What we said for the first quarter was we expect about a $20 million sequential increase, but we didn't comment on the full year.
Okay. Great. Thank you. That's all.
Your next question comes from the line of Bruce Jackson from Lake Street Capital. Your line is open.
Hi. Good afternoon and thank you for taking my questions. I wanted to focus on the on-boarding of the new sales reps. Can you tell us a little bit about the cadence of the hiring? And then what are your assumptions for how long it will take to train and get a new rep up to speed?
Sure. So we have already begun the process. And as you can imagine, the process of hiring the inside sales reps is a little quicker, and we have that well underway. We expect to have both the inside and outside reps filled, I would say, by mid-year. That will begin the process then of their training. And over time, we have seen it takes a period of time.
And this points back to something Kevin said earlier, these are benefits we expect to see late in the year and into next year, as those reps start to get into their territories and become effective. It definitely takes a couple of quarters for them to get in market and to see the effectiveness lift up of them. So you start to see it right away, but really it doesn't happen for about six to nine months.
Okay. Great. And then, Jeff, I just want to give you one more opportunity to give us some 2018 operating expense guidance?

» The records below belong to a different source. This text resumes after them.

//! Registry store: builds snapshots and swaps them in atomically.
//!
//! - **Loader**: reads the flat-file storage tree into records.
//! - **Snapshot**: the immutable registry readers answer from.
//!
//! The store is the single writer. Readers take an `Arc<Snapshot>` and keep
//! it for the life of their query; a rebuild replaces the pointer and the
//! old snapshot is dropped once its last reader finishes.

pub mod loader;
pub mod snapshot;

use arc_swap::ArcSwap;
use std::path::{Path, PathBuf};
use std::sync::Arc;
use std::time::{Duration, Instant};
use tokio::time::MissedTickBehavior;
use tracing::{error, info, warn};

use crate::feed::AddressFeed;
pub use snapshot::Snapshot;

/// Counts from one rebuild.
#[derive(Debug, Clone, PartialEq, Eq)]
pub struct RebuildStats {
    /// Address records, static and feed.
    pub addresses: usize,
    /// Address records supplied by the feed.
    pub feed_addresses: usize,
    /// Domain table entries.
    pub domains: usize,
    /// ASN table entries.
    pub asns: usize,
    /// Files skipped as unreadable or malformed.
    pub skipped: usize,
    /// False when the feed failed and previous feed records were reused.
    pub feed_ok: bool,
    /// Wall time spent.
    pub elapsed: Duration,
}

/// Owner of the live registry snapshot.
pub struct RegistryStore {
    data_dir: PathBuf,
    feed: Option<Arc<dyn AddressFeed>>,
    current: ArcSwap<Snapshot>,
}

impl RegistryStore {
    /// Create a store over `data_dir` holding an empty snapshot.
    #[must_use]
    pub fn new(data_dir: impl Into<PathBuf>, feed: Option<Arc<dyn AddressFeed>>) -> Self {
        Self {
            data_dir: data_dir.into(),
            feed,
            current: ArcSwap::from_pointee(Snapshot::default()),
        }
    }

    /// Storage root.
    #[must_use]
    pub fn data_dir(&self) -> &Path {
        &self.data_dir
    }

    /// The current snapshot. Never partially built.
    #[must_use]
    pub fn snapshot(&self) -> Arc<Snapshot> {
        self.current.load_full()
    }

    /// Rebuild from storage and the feed, then swap the new snapshot in.
    ///
    /// If the feed fails, the previous snapshot's feed records are carried
    /// over so the address table is never truncated.
    pub async fn rebuild(&self) -> crate::Result<RebuildStats> {
        let started = Instant::now();

        let root = self.data_dir.clone();
        let loaded = tokio::task::spawn_blocking(move || loader::load_all(&root))
            .await
            .map_err(|e| crate::SrvError::Server(format!("storage loader panicked: {e}")))?;
        let skipped = loaded.skipped;

        let (feed_records, feed_ok) = match &self.feed {
            None => (Vec::new(), true),
            Some(feed) => match feed.fetch().await {
                Ok(records) => (records, true),
                Err(e) => {
                    let previous = self.snapshot().feed_addresses().to_vec();
                    warn!(
                        error = %e,
                        kept = previous.len(),
                        "address feed failed, keeping previous feed records"
                    );
                    (previous, false)
                }
            },
        };

        let snapshot = Snapshot::new(loaded, feed_records);
        let stats = RebuildStats {
            addresses: snapshot.address_count(),
            feed_addresses: snapshot.feed_addresses().len(),
            domains: snapshot.domain_count(),
            asns: snapshot.asn_count(),
            skipped,
            feed_ok,
            elapsed: started.elapsed(),
        };

        self.current.store(Arc::new(snapshot));

        info!(
            addresses = stats.addresses,
            feed = stats.feed_addresses,
            domains = stats.domains,
            asns = stats.asns,
            skipped = stats.skipped,
            elapsed_ms = u64::try_from(stats.elapsed.as_millis()).unwrap_or(u64::MAX),
            "registry snapshot rebuilt"
        );

        Ok(stats)
    }

    /// Rebuild every `period` forever. Failures keep the current snapshot.
    pub async fn run(self: Arc<Self>, period: Duration) {
        let mut ticker = tokio::time::interval_at(tokio::time::Instant::now() + period, period);
        ticker.set_missed_tick_behavior(MissedTickBehavior::Delay);

        loop {
            ticker.tick().await;
            if let Err(e) = self.rebuild().await {
                error!(error = %e, "registry rebuild failed, keeping previous snapshot");
            }
        }
    }
}

#[cfg(test)]
mod tests {
    use super::*;
    use async_trait::async_trait;
    use std::sync::atomic::{AtomicBool, Ordering};
    use whois_core::Record;

    /// Feed that succeeds until told to fail.
    struct FlakyFeed {
        failing: AtomicBool,
    }

    #[async_trait]
    impl AddressFeed for FlakyFeed {
        async fn fetch(&self) -> crate::Result<Vec<Record>> {
            if self.failing.load(Ordering::SeqCst) {
                return Err(crate::SrvError::Feed("connection refused".into()));
            }
            Ok(vec![Record::synthesized_address(
                "198.51.100.0/24".parse().unwrap(),
                vec!["Network: 198.51.100.0/24".into()],
            )])
        }
    }

    fn write(root: &Path, category: &str, name: &str, data: &str) {
        let dir = root.join(category);
        std::fs::create_dir_all(&dir).unwrap();
        std::fs::write(dir.join(name), data).unwrap();
    }

    #[tokio::test]
    async fn test_rebuild_swaps_snapshot() {
        let tmp = tempfile::tempdir().unwrap();
        let store = RegistryStore::new(tmp.path(), None);
        assert_eq!(store.snapshot().address_count(), 0);

        let before = store.snapshot();
        write(tmp.path(), "ipv4", "10.0.0.0_8", "netname: TEN");
        write(tmp.path(), "domain", "example.com", "domain: example.com");
        let stats = store.rebuild().await.unwrap();

        assert_eq!(stats.addresses, 1);
        assert_eq!(stats.domains, 1);
        assert!(stats.feed_ok);
        // A reader holding the old snapshot still sees the old contents.
        assert_eq!(before.address_count(), 0);
        assert_eq!(store.snapshot().address_count(), 1);
    }

    #[tokio::test]
    async fn test_feed_failure_keeps_previous_feed_records() {
        let tmp = tempfile::tempdir().unwrap();
        write(tmp.path(), "ipv4", "10.0.0.0_8", "netname: TEN");
        let feed = Arc::new(FlakyFeed {
            failing: AtomicBool::new(false),
        });
        let store = RegistryStore::new(tmp.path(), Some(feed.clone() as Arc<dyn AddressFeed>));

        let stats = store.rebuild().await.unwrap();
        assert_eq!(stats.addresses, 2);
        assert_eq!(stats.feed_addresses, 1);

        feed.failing.store(true, Ordering::SeqCst);
        write(tmp.path(), "ipv4", "172.16.0.0_12", "netname: PRIVATE");
        let stats = store.rebuild().await.unwrap();
        assert!(!stats.feed_ok);
        assert_eq!(stats.feed_addresses, 1);
        assert_eq!(stats.addresses, 3);

        let snapshot = store.snapshot();
        assert_eq!(snapshot.feed_addresses()[0].name(), "198.51.100.0/24");
    }

    #[tokio::test]
    async fn test_rebuild_is_idempotent() {
        let tmp = tempfile::tempdir().unwrap();
        write(tmp.path(), "asn", "AS64500", "aut-num: AS64500");
        write(tmp.path(), "ipv6", "bogus", "skipped");
        let store = RegistryStore::new(tmp.path(), None);

        let first = store.rebuild().await.unwrap();
        let second = store.rebuild().await.unwrap();
        assert_eq!(first.asns, second.asns);
        assert_eq!(first.skipped, 1);
        assert_eq!(second.skipped, 1);
    }
}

Yeah. Thanks for the question, Bruce. I think we'll stick with the first quarter and then throughout the year we'll give comments on the other quarters.

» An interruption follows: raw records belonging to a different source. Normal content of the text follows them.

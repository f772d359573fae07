//! whoisd library: command line parsing, logging setup and command dispatch.

pub mod cli;

pub use cli::run;
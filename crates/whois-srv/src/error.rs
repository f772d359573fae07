//! Error types for the WHOIS registry server.
//!
//! None of these are fatal to the process: a failed rebuild keeps the
//! previous snapshot, a failed pull is retried on its next turn and a failed
//! connection only affects that client.

use thiserror::Error;

/// Errors that can occur in whois-srv operations.
#[derive(Error, Debug)]
pub enum SrvError {
    /// Configuration is invalid or could not be read.
    #[error("config error: {0}")]
    Config(String),

    /// Upstream WHOIS server could not be reached or failed mid-transfer.
    #[error("upstream {host}:{port} failed: {reason}")]
    Upstream {
        host: String,
        port: u16,
        reason: String,
    },

    /// Upstream transfer ran past its hard timeout.
    #[error("upstream {host}:{port} timed out after {secs}s")]
    UpstreamTimeout { host: String, port: u16, secs: u64 },

    /// Writing a record to storage failed.
    #[error("persistence error: {0}")]
    Persistence(String),

    /// The external address feed is unavailable or returned garbage.
    #[error("address feed unavailable: {0}")]
    Feed(String),

    /// Listener failed to bind or accept.
    #[error("server error: {0}")]
    Server(String),

    /// IO error.
    #[error("io error: {0}")]
    Io(#[from] std::io::Error),
}

impl SrvError {
    /// Returns true if the failed operation is retried on its next turn.
    #[must_use]
    pub const fn is_transient(&self) -> bool {
        matches!(
            self,
            Self::Upstream { .. } | Self::UpstreamTimeout { .. } | Self::Feed(_) | Self::Io(_)
        )
    }
}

All right. Thank you very much.
There are no further questions at this time. Mr. Kevin Conroy, Chairman and CEO, I turn the call back over to you.
Well, first of all, I thank everybody for joining us and to the Exact Sciences team that may listen to this. Congratulations on a tremendous year. We started last year, consensus estimates were $160 million. We delivered $266 million. That required an immense team effort.
2017 is over and we're into 2018, and we're kicking off 2018 next week with the Cologuard Classic in Tucson, Arizona where we'll have Jerry Kelly, the Rookie of the Year last year, wearing the Cologuard hat, along with Steve Stricker present and Vijay Singh and others. It's really a great way for us to expand awareness in a really important segment of our customer base. And also we expect in March to announce the celebrity spokesperson for Cologuard and with a real focus on getting 50-year olds to start getting screened with Cologuard.
Thanks to everybody, and we look forward to talking to you on our next call.
This concludes today's conference call. You may now disconnect.